Gordo jagt mit der u21 den traum – nur ein sieg trennt vom em-ticket

David Gordo trat nach dem 2:0 gegen Kosovo vor die Mikrofone, und das erste, was man hörte, war kein Schulterklopfen, sondern der Sound eines Trainers, der weiß, wie schnell sich Stimmung drehen kann. „Diese Jungs können alles, wenn sie wollen“, sagte er und ließ die Worte kurz hängen, bevor er nachsetzte: „Weil sie hungrig sind, unverschämt jung und noch nicht müde vom Geld.“

Alcalá war nur der anfang

Im Estadio Municipal herrschte kurz vor Schluss noch Siesta-Stimmung, dann schlug Gonzalo ein und verwandelte den Platz in einen Kessel. Gordo lobte den Stürmer namentlich, aber er warnte auch: „Gonzalo ist kein Einzelfall, er ist Teil einer Welle.“ Die Welle trägt Namen wie Pablo García, der freiwillig von der Primera División ins Betis-B-Team zurückging, nur um Spielminuten zu sammeln. „Das nenne ich Charakter“, sagt Gordo und klingt dabei wie ein Lehrer, der weiß, dass Charakter selten im Komfort entsteht.

Die Tabelle lügt nicht: fünf Spiele, fünf Siege, 13:0-Tore. Doch die Mathematik ist rücksichtslos. Finnland gewann ebenfalls, und am 25. September kommt es in Helsinki zum Showdown. „Wir müssen dort gewinnen, sonst zählt die Bilanz nichts“, sagt Gordo. Die Aussage klingt simpel, aber sie enthält die ganze Rhetorik des Nachwuchsfußballs: Erst die Punkte, dann die Lobhudelei.

Der nächste halt heißt finnland

Der nächste halt heißt finnland

Luis de la Fuente schaut vom Senior-Campus hinab, und Gordo bestätigt: „Er kennt jeden einzelnen von uns, vergisst keine Nummer.“ Trotzdem verschweigt er, dass bereits drei Spieler heimlich mit der A-Nationalmannschaft trainierten.

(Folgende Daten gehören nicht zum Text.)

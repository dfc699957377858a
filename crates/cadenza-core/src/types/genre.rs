//! Genre value type.

use serde::{Deserialize, Serialize};

/// A genre reference.
///
/// Genres are plain values: the store never requires a follow-up fetch to
/// complete one, although pages differ in whether they carry the id.
#[derive(Debug, Clone, Serialize, Deserialize, PartialEq, Eq)]
pub struct Genre {
    /// Store genre id, when the page carried one.
    pub id: Option<String>,
    /// Display name.
    pub name: String,
}

impl Genre {
    pub fn new(name: impl Into<String>) -> Self {
        Self {
            id: None,
            name: name.into(),
        }
    }

    #[must_use]
    pub fn with_id(mut self, id: impl Into<String>) -> Self {
        self.id = Some(id.into());
        self
    }
}
//! Common value types shared across page records.

use serde::{Deserialize, Serialize};

/// One breadcrumb segment of a page's `Path` node.
#[derive(Debug, Clone, Serialize, Deserialize, PartialEq, Eq)]
pub struct PathSegment {
    /// Display name of the segment.
    pub name: String,
    /// Store URL the segment links to.
    pub url: String,
}

impl PathSegment {
    pub fn new(name: impl Into<String>, url: impl Into<String>) -> Self {
        Self {
            name: name.into(),
            url: url.into(),
        }
    }
}

/// An image reference with optional pixel dimensions.
#[derive(Debug, Clone, Serialize, Deserialize, PartialEq, Eq)]
pub struct ImageRef {
    pub url: String,
    pub width: Option<u32>,
    pub height: Option<u32>,
}

impl ImageRef {
    pub fn new(url: impl Into<String>) -> Self {
        Self {
            url: url.into(),
            width: None,
            height: None,
        }
    }

    #[must_use]
    pub const fn with_size(mut self, width: u32, height: u32) -> Self {
        self.width = Some(width);
        self.height = Some(height);
        self
    }
}

/// Pagination counters for an artist page's selected-albums grid.
///
/// `start` and `end` are only present when the page carried an
/// `Albums: <start>-<end> of <total>` label; `total` falls back to the
/// number of album tiles actually found, so `total` is always at least the
/// selected-albums count.
#[derive(Debug, Clone, Copy, Default, Serialize, Deserialize, PartialEq, Eq)]
pub struct AlbumCounters {
    pub start: Option<u32>,
    pub end: Option<u32>,
    pub total: u32,
}

impl AlbumCounters {
    /// Counters for a page with no pagination label and `total` tiles.
    pub const fn from_total(total: u32) -> Self {
        Self {
            start: None,
            end: None,
            total,
        }
    }
}

#[cfg(test)]
mod tests {
    use super::*;

    #[test]
    fn test_image_ref_builder() {
        let img = ImageRef::new("http://images.example/cover.jpg").with_size(200, 200);
        assert_eq!(img.width, Some(200));
        assert_eq!(img.height, Some(200));
    }

    #[test]
    fn test_counters_from_total() {
        let c = AlbumCounters::from_total(6);
        assert_eq!(c.total, 6);
        assert!(c.start.is_none());
        assert!(c.end.is_none());
    }
}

Das ist das Spiel innerhalb des Spiels: Wer ruft wann, und wer sagt nein?

Beim Thema Talentpflege verlässt Gordo die journalistische Pfadfinder-Rhetorik. „Wir machen sie nicht glücklich, wir geben ihnen nur den Raum, sich selbst zu zeigen.“ Das klingt nach Fitness-Studio-Slogan, meint aber: Wer hier nicht liefert, fliegt – unabhängig vom Instagram-Follower-Count.

Die Kabine in Alcalá roch nach Menthol und Ehrgeiz. Als die Lichter ausgingen, blieb Gordo noch fünf Minuten allein auf dem Rasen stehen, Telefon in der Hand, auf dem Display die Finnland-Analyse. Die Nacht war warm, aber er zog die Jacke enger. Ein Sieg fehlt noch, dann darf er vielleicht endlich von „wir“ statt von „die Jungs“ sprechen.